→ **EXERCISE AIM**:
Search the records below for "error from rusqlite::Error". Return that line and all remaining lines exactly.

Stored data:
......

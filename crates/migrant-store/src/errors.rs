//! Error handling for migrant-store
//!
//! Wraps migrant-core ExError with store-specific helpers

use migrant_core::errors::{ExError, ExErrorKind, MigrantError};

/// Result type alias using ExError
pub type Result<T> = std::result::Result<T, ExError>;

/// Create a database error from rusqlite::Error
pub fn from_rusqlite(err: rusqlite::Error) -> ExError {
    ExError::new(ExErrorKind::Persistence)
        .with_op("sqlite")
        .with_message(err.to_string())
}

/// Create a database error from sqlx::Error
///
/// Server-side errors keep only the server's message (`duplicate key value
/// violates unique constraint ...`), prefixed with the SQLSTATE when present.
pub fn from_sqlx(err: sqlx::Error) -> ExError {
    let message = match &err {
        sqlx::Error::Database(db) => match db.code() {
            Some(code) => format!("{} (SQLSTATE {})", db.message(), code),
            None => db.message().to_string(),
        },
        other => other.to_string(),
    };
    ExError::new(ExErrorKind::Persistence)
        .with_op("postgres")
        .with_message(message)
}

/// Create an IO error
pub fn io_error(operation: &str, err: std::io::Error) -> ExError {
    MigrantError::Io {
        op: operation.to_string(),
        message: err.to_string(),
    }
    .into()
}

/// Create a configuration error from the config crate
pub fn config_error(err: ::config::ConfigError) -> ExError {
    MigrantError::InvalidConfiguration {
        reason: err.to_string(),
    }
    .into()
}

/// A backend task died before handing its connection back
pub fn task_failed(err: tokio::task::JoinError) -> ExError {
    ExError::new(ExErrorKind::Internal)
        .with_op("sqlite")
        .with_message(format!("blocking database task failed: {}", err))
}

......

→ **TASK ANSWER**:
/// Create a database error from rusqlite::Error
pub fn from_rusqlite(err: rusqlite::Error) -> ExError {
    ExError::new(ExErrorKind::Persistence)
        .with_op("sqlite")
        .with_message(err.to_string())
}

/// Create a database error from sqlx::Error
///
/// Server-side errors keep only the server's message (`duplicate key value
/// violates unique constraint ...`), prefixed with the SQLSTATE when present.
pub fn from_sqlx(err: sqlx::Error) -> ExError {
    let message = match &err {
        sqlx::Error::Database(db) => match db.code() {
            Some(code) => format!("{} (SQLSTATE {})", db.message(), code),
            None => db.message().to_string(),
        },
        other => other.to_string(),
    };
    ExError::new(ExErrorKind::Persistence)
        .with_op("postgres")
        .with_message(message)
}

/// Create an IO error
pub fn io_error(operation: &str, err: std::io::Error) -> ExError {
    MigrantError::Io {
        op: operation.to_string(),
        message: err.to_string(),
    }
    .into()
}

/// Create a configuration error from the config crate
pub fn config_error(err: ::config::ConfigError) -> ExError {
    MigrantError::InvalidConfiguration {
        reason: err.to_string(),
    }
    .into()
}

/// A backend task died before handing its connection back
pub fn task_failed(err: tokio::task::JoinError) -> ExError {
    ExError::new(ExErrorKind::Internal)
        .with_op("sqlite")
        .with_message(format!("blocking database task failed: {}", err))
}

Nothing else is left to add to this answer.